I am not sure what has Rush's depends in a bunch these days, but knowing Rush I am sure that it doesn't take much. If you ask me conservatives need to follow S.E. Cupp's lead and call out Rush. Of course we know that this will never happen. Rush is to the republican party what the Pope is to true blue Catholics. The man is untouchable. Forget the fact that he (and others like him) is damaging the brand big time. As long as the "ditto- heads" are a more powerful force than the real thinkers in the party, they will continue to have their issues.
And then there is the case of one of their news outlets making up the news to fit their narrative and the elected officials in the party buying into it.
"On February 7, Breitbart.com's Ben Shapiro reported that Defense Secretary nominee Chuck Hagel (according to "Senate sources") received money from a group called "Friends of Hamas." The report spread quickly through the conservative media as damning of Hagel, until Dave Weigel at Slate.com pointed out a salient fact -- there's no evidence that "Friends of Hamas" exists. Now, New York Daily News reporter Dan Friedman is claiming that a joke he shared with a GOP source is the provenance of "Friends of Hamas." In response to their story falling apart, Shapiro and Breitbart.com -- who angrily and self-righteously demand accountability from the rest of the media for every slip-up, real or imagined -- are lashing out and refusing to accept responsibility for publishing a report based on a falsehood.

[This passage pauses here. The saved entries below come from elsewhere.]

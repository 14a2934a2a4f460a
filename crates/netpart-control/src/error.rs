// Copyright (C) 2025 SyncMyOrders Sp. z o.o.
// SPDX-License-Identifier: AGPL-3.0-or-later
//! Error types for netpart-control.

use serde::Serialize;
use thiserror::Error;

use crate::runtime::RuntimeError;

/// Reconciliation found runtime state that does not form a valid instance.
#[derive(Debug, Clone, PartialEq, Eq, Error)]
pub enum ConsistencyFault {
    /// An owned network exists without a matching container.
    #[error("found unused network: {name} ({network_id})")]
    OrphanNetwork {
        /// Network name.
        name: String,
        /// Runtime network ID.
        network_id: String,
    },

    /// An owned container exists without its dedicated network.
    #[error("found unconnected container: {name} ({container_id})")]
    UnconnectedInstance {
        /// Container name.
        name: String,
        /// Runtime container ID.
        container_id: String,
    },

    /// An owned container does not publish the SQL port.
    #[error("container {name} ({container_id}) does not publish its SQL port")]
    UnpublishedPort {
        /// Container name.
        name: String,
        /// Runtime container ID.
        container_id: String,
    },
}

/// Control plane errors.
#[derive(Debug, Error)]
#[non_exhaustive]
pub enum Error {
    /// Configuration loading failed.
    #[error("Configuration error: {0}")]
    Config(#[from] crate::config::ConfigError),

    /// The container runtime could not be reached before the deadline.
    #[error("Container runtime unavailable: {0}")]
    RuntimeUnavailable(String),

    /// A container or network could not be created or started.
    #[error("Failed to create {resource} {name}: {source}")]
    ResourceCreation {
        /// Kind of resource ("container" or "network").
        resource: &'static str,
        /// Resource name.
        name: String,
        /// Underlying runtime error.
        source: RuntimeError,
    },

    /// A container or network could not be removed.
    #[error("Failed to remove {resource} {name}: {source}")]
    ResourceRemoval {
        /// Kind of resource ("container" or "network").
        resource: &'static str,
        /// Resource name.
        name: String,
        /// Underlying runtime error.
        source: RuntimeError,
    },

    /// The container started but no host port was bound to the SQL port.
    #[error("Failed to bind instance port for {0}")]
    PortBinding(String),

    /// Runtime state could not be reconciled into instances.
    #[error("Consistency fault: {0}")]
    Consistency(#[from] ConsistencyFault),

    /// The named instance does not exist.
    #[error("Instance not found: {0}")]
    NotFound(String),

    /// Attaching or detaching a container was rejected by the runtime.
    #[error("Failed to {operation} {higher} and {lower}: {source}")]
    Topology {
        /// "connect", "disconnect" or "inspect".
        operation: &'static str,
        /// Lower instance of the canonical pair.
        lower: String,
        /// Higher instance of the canonical pair.
        higher: String,
        /// Underlying runtime error.
        source: RuntimeError,
    },

    /// Publication or subscription DDL failed.
    #[error("Replication setup failed on {instance}: {source}")]
    ReplicationSetup {
        /// Instance the statement ran against.
        instance: String,
        /// Underlying database error.
        source: sqlx::Error,
    },

    /// The SQL endpoint could not be reached within the retry budget.
    #[error("Could not connect to {instance} after {attempts} attempt(s): {message}")]
    SqlConnection {
        /// Instance whose endpoint was dialed.
        instance: String,
        /// Number of connection attempts made.
        attempts: u32,
        /// Last connection error.
        message: String,
    },

    /// One or more removals failed during bulk cleanup.
    #[error("Cleanup failed for {failed} resource(s), first error: {first}")]
    PartialCleanup {
        /// Number of removals that failed.
        failed: usize,
        /// First failure observed.
        first: String,
    },

    /// An instance name was rejected.
    #[error("Invalid name: {0}")]
    InvalidName(String),

    /// Request validation failed.
    #[error("Invalid request: {0}")]
    InvalidRequest(String),

    /// The operation was cancelled by the caller.
    #[error("Operation cancelled")]
    Cancelled,

    /// Runtime call failed outside of a more specific context.
    #[error("Runtime error: {0}")]
    Runtime(#[from] RuntimeError),

    /// Database operation failed.
    #[error("Database error: {0}")]
    Database(#[from] sqlx::Error),
}

/// Stable error discriminant for presentation layers.
#[derive(Debug, Clone, Copy, PartialEq, Eq, Serialize)]
#[serde(rename_all = "snake_case")]
pub enum ErrorKind {
    /// See [`Error::Config`].
    Config,
    /// See [`Error::RuntimeUnavailable`].
    RuntimeUnavailable,
    /// See [`Error::ResourceCreation`].
    ResourceCreation,
    /// See [`Error::ResourceRemoval`].
    ResourceRemoval,
    /// See [`Error::PortBinding`].
    PortBinding,
    /// See [`Error::Consistency`].
    ConsistencyFault,
    /// See [`Error::NotFound`].
    NotFound,
    /// See [`Error::Topology`].
    Topology,
    /// See [`Error::ReplicationSetup`].
    ReplicationSetup,
    /// See [`Error::SqlConnection`].
    SqlConnection,
    /// See [`Error::PartialCleanup`].
    PartialCleanup,
    /// See [`Error::InvalidName`] and [`Error::InvalidRequest`].
    InvalidRequest,
    /// See [`Error::Cancelled`].
    Cancelled,
    /// See [`Error::Runtime`].
    Runtime,
    /// See [`Error::Database`].
    Database,
}

impl Error {
    /// Discriminant for mapping to status codes.
    pub fn kind(&self) -> ErrorKind {
        match self {
            Error::Config(_) => ErrorKind::Config,
            Error::RuntimeUnavailable(_) => ErrorKind::RuntimeUnavailable,
            Error::ResourceCreation { .. } => ErrorKind::ResourceCreation,
            Error::ResourceRemoval { .. } => ErrorKind::ResourceRemoval,
            Error::PortBinding(_) => ErrorKind::PortBinding,
            Error::Consistency(_) => ErrorKind::ConsistencyFault,
            Error::NotFound(_) => ErrorKind::NotFound,
            Error::Topology { .. } => ErrorKind::Topology,
            Error::ReplicationSetup { .. } => ErrorKind::ReplicationSetup,
            Error::SqlConnection { .. } => ErrorKind::SqlConnection,
            Error::PartialCleanup { .. } => ErrorKind::PartialCleanup,
            Error::InvalidName(_) | Error::InvalidRequest(_) => ErrorKind::InvalidRequest,
            Error::Cancelled => ErrorKind::Cancelled,
            Error::Runtime(_) => ErrorKind::Runtime,
            Error::Database(_) => ErrorKind::Database,
        }
    }

    /// Whether the error text may contain backend credentials or internals.
    ///
    /// Connection and replication failures can echo connection strings.
    pub fn is_sensitive(&self) -> bool {
        matches!(
            self,
            Error::SqlConnection { .. } | Error::ReplicationSetup { .. } | Error::Database(_)
        )
    }

    pub(crate) fn creation(resource: &'static str, name: &str, source: RuntimeError) -> Self {
        match source {
            RuntimeError::Cancelled => Error::Cancelled,
            source => Error::ResourceCreation {
                resource,
                name: name.to_string(),
                source,
            },
        }
    }

    pub(crate) fn removal(resource: &'static str, name: &str, source: RuntimeError) -> Self {
        match source {
            RuntimeError::Cancelled => Error::Cancelled,
            source => Error::ResourceRemoval {
                resource,
                name: name.to_string(),
                source,
            },
        }
    }
}

/// Result type using the control plane Error.
pub type Result<T> = std::result::Result<T, Error>;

Before getting into Shapiro's defense of himself for running with the "Friends of Hamas" rumor, it's worth looking at how Breitbart.com treats other media outlets that print stories that end up being untrue. A couple of weeks ago, Washington Post blogger Suzi Parker reported that Sarah Palin, newly free of her Fox News contract, had signed on with Al Jazeera. The story was not true: Parker had picked it up from the Daily Currant, a parody news site, and the Post issued a correction. Breitbart.com's John Nolte ripped into Parker in a February 12 post, letting fly with a barrage of sexist invective ("isn't she precious?") and slamming her journalistic acumen:
But never one to let facts get in the way of a good Narrative, the "we-meant-to-do-that" Post merely added a correction, changed the headline to "Sarah Palin tries to stay relevant," scrubbed the Al-Jazeera references (the original post can be read here), and still ripped Palin for, uhm, being so desperate to stay relevant.Nolte was back at it a few days later, demanding that Post media writer Erik Wemple investigate the Parker-Palin screw-up and attacking the Post's "too good to check" mentality:
If Parker had a shred of self-awareness, integrity, and dignity, she would have changed the headline to "Too Good To Check," and under it posted an essay about how shallow, smug, bitterly angry partisanship can blind you to common sense.
But that would require having a soul to search.
If Suzi Parker had the power to publish on her own, it's understandable that someone so bitter and joyless could believe what she so desperately wants to believe. But thanks to the Post's own ombudsmen, we now know a Post editor also fell into "too good to check" mode.Now Breitbart.com has been caught in their own "too good to check" fiasco -- one that had greater ramifications than the employment prospects of a former vice presidential candidate. Instead of explaining how it happened, who edited Shapiro's piece, and the attendant disciplinary actions Shapiro might face (the same accountability standards Nolte demanded of the Post), the conservative news outlet is flailing at Hagel, Weigel, and the New York Daily News, and refusing to acknowledge that Shapiro's story is false."
Because Parker and this editor obviously didn't know the Daily Currant is a parody site, that means they published a story based on information from a site with which they were unfamiliar. How did that happen? Who was the editor? Has any disciplinary action been taken?
Made up news stories that become accepted as fact? No wonder Rush is "ashamed" of America.